Других вопросов и своих ответов я не помню, но помню хорошо, что вопросов, имевших то или иное отношение к социализму и классовой борьбе, среди них не имелось; этих тем не коснулся и я в своих ответах.
Когда я написал ответы, в комнату вошел Степанов, взял их и удалился, оставив меня ждать ответа. Я знал, что в это время ответы мои были оглашены в собрании ложи. Через некоторое время вошел Степанов, туго завязал мне глаза и провел куда-то, где меня усадили. Здесь мне был задан вопрос:
В говорившем я тотчас узнал Некрасова, его голос мне был хорошо знаком. Вслед за тем Некрасов задал мне вопросы, повторявшие вопросы анкеты. Я отвечал в духе своих только что написанных ответов. Затем Некрасов предложил мне встать, я встал и услышал, что встали и все присутствующие. Некрасов произнес слова клятвы: об обязанности хранить тайну всегда и при всех случаях, о братском отношении к товарищам по ложе во всех случаях жизни, даже если бы это было связано со смертельной опасностью, о верности в самых трудных условиях. Я повторял слова. Потом Некрасов задал, обращаясь ко всем присутствующим, вопрос: «Чего просит брат?» Присутствующие хором ответили: «Брат просит света!» Вслед за тем Степанов снял мне повязку с глаз и поцеловал меня, нового брата. С такими же поцелуями ко мне подошли и все остальные из присутствующих. Последними, как я теперь увидел, были, кроме Некрасова и Степанова, еще член Государственной думы Волков и присяжный поверенный А.Я. Гальперн. Относительно последнего у меня некоторые сомнения, был ли он тогда (масоном. –
Да, позабыл! Акт приема был сделан от имени Великого Востока Франции.
Так я вступил в ложу. Заседания последней шли более или менее регулярно, 2–4 раза в месяц; собирались на квартире кого-либо из членов, никаких ритуалов на этих собраниях не соблюдалось, состав несколько менялся, – в общем руководствовались тем правилом, чтобы в ложе сходились люди, жившие недалеко друг от друга, но число присутствующих было обычно 6–8.
Совещания эти носили информационный характер, определенных докладов обычно не было. Каждый передавал новую информацию, за эту, последнюю, я особенно ценил эти собрания. Из этого, конечно, не следует делать вывода, что я не признавал пользы этой организации и в других отношениях: я ее ценил как организацию, где могут быть выяснены те или иные, общие прогрессивным элементам точки зрения на различные вопросы, такое согласование взглядов мне казалось политически весьма полезным. Наряду с такой информацией о событиях шла и взаимная информация об отношении к ним.

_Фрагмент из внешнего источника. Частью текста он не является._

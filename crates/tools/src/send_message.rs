//! Send a message to another agent's conversation history.

use async_trait::async_trait;
use std::sync::Arc;
use tracing::debug;

use devsquad_core::error::{ErrorCode, StoreError};
use devsquad_core::message::ConversationMessage;
use devsquad_core::tool::{Tool, ToolContext, ToolResult};
use devsquad_core::AgentId;
use devsquad_store::ProjectStore;

pub struct SendMessageTool {
    store: Arc<dyn ProjectStore>,
}

impl SendMessageTool {
    pub fn new(store: Arc<dyn ProjectStore>) -> Self {
        Self { store }
    }
}

#[async_trait]
impl Tool for SendMessageTool {
    fn name(&self) -> &str {
        "send_message"
    }

    fn description(&self) -> &str {
        "Send a message to another agent. The message lands in their conversation history and is visible on their next iteration."
    }

    fn parameters_schema(&self) -> serde_json::Value {
        serde_json::json!({
            "type": "object",
            "properties": {
                "agent_id": { "type": "string", "description": "The recipient agent" },
                "content": { "type": "string", "description": "The message text" }
            },
            "required": ["agent_id", "content"]
        })
    }

    async fn execute(&self, arguments: serde_json::Value, ctx: &ToolContext) -> ToolResult {
        let agent_id = AgentId::from(arguments["agent_id"].as_str().unwrap_or_default());
        let content = arguments["content"].as_str().unwrap_or_default();

        let mut recipient = match self.store.agent(&agent_id).await {
            Ok(a) => a,
            Err(StoreError::AgentNotFound(_)) => {
                return ToolResult::failure(
                    "send_message",
                    ErrorCode::AgentNotFound,
                    format!("No agent with id '{agent_id}'"),
                );
            }
            Err(e) => {
                return ToolResult::failure("send_message", ErrorCode::ExecutionError, e.to_string());
            }
        };

        recipient
            .conversation_history
            .push(ConversationMessage::agent(
                ctx.persona.display_name(),
                content,
            ));
        recipient.updated_at = chrono::Utc::now();

        if let Err(e) = self.store.update_agent(&recipient).await {
            return ToolResult::failure("send_message", ErrorCode::ExecutionError, e.to_string());
        }

        debug!(from = ctx.persona.display_name(), to = %recipient.display_name, "Message delivered");

        // Delivered messages are not recalled.
        ToolResult::ok(
            "send_message",
            format!("Message delivered to {}", recipient.display_name),
        )
    }
}

#[cfg(test)]
mod tests {
    use super::*;
    use devsquad_core::{AgentInstance, PersonaRole};
    use devsquad_store::InMemoryStore;

    #[tokio::test]
    async fn message_lands_in_recipient_history() {
        let store = Arc::new(InMemoryStore::new());
        let recipient = AgentInstance::new(PersonaRole::FrontendLead, "m");
        let recipient_id = recipient.id.clone();
        store.insert_agent(recipient).await.unwrap();

        let ctx = ToolContext::new(
            AgentId::from("sender"),
            PersonaRole::Orchestrator,
            std::path::PathBuf::from("/tmp"),
        );

        let tool = SendMessageTool::new(store.clone());
        let result = tool
            .execute(
                serde_json::json!({"agent_id": recipient_id.to_string(), "content": "Start on the dashboard"}),
                &ctx,
            )
            .await;

        assert!(result.success);
        assert!(!result.reversible);

        let recipient = store.agent(&recipient_id).await.unwrap();
        assert_eq!(recipient.conversation_history.len(), 1);
        assert_eq!(recipient.conversation_history[0].speaker, "Alex");
        assert!(recipient.conversation_history[0]
            .content
            .contains("dashboard"));
    }

    #[tokio::test]
    async fn unknown_recipient_fails() {
        let store = Arc::new(InMemoryStore::new());
        let ctx = ToolContext::new(
            AgentId::from("sender"),
            PersonaRole::Orchestrator,
            std::path::PathBuf::from("/tmp"),
        );
        let tool = SendMessageTool::new(store);
        let result = tool
            .execute(
                serde_json::json!({"agent_id": "ghost", "content": "hi"}),
                &ctx,
            )
            .await;
        assert!(!result.success);
        assert_eq!(result.error_code, Some(ErrorCode::AgentNotFound));
    }
}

Тут бывали и дебаты, причем обострения их всегда избегали: как только замечали, что разногласия не могут быть сглажены, что общую формулировку отношения к данному вопросу найти нельзя, то вопрос этот устранялся. Но по тем вопросам, когда имелось сходство отношений, резолюций не выносили, голосований не производили: все, что придавало бы собраниям сколько-нибудь обязывающий характер, было устранено.
В таком же порядке шли обмены мнениями по всем основным вопросам, встававшим в порядок дня Государственной думы и политической жизни страны вообще. Помню разговоры о войне, о Распутине, о стачечном движении и др. Попыток перехода к активной деятельности, обсуждения и разработки каких-либо планов кампаний не было. Даже по такому вопросу, как выборы в IV Государственную думу, не было попыток поставить вопрос о совместной деятельности, – впрочем, тогда я входил еще только в ложу, – может быть, в Верховном Совете или других ложах вопрос и стоял.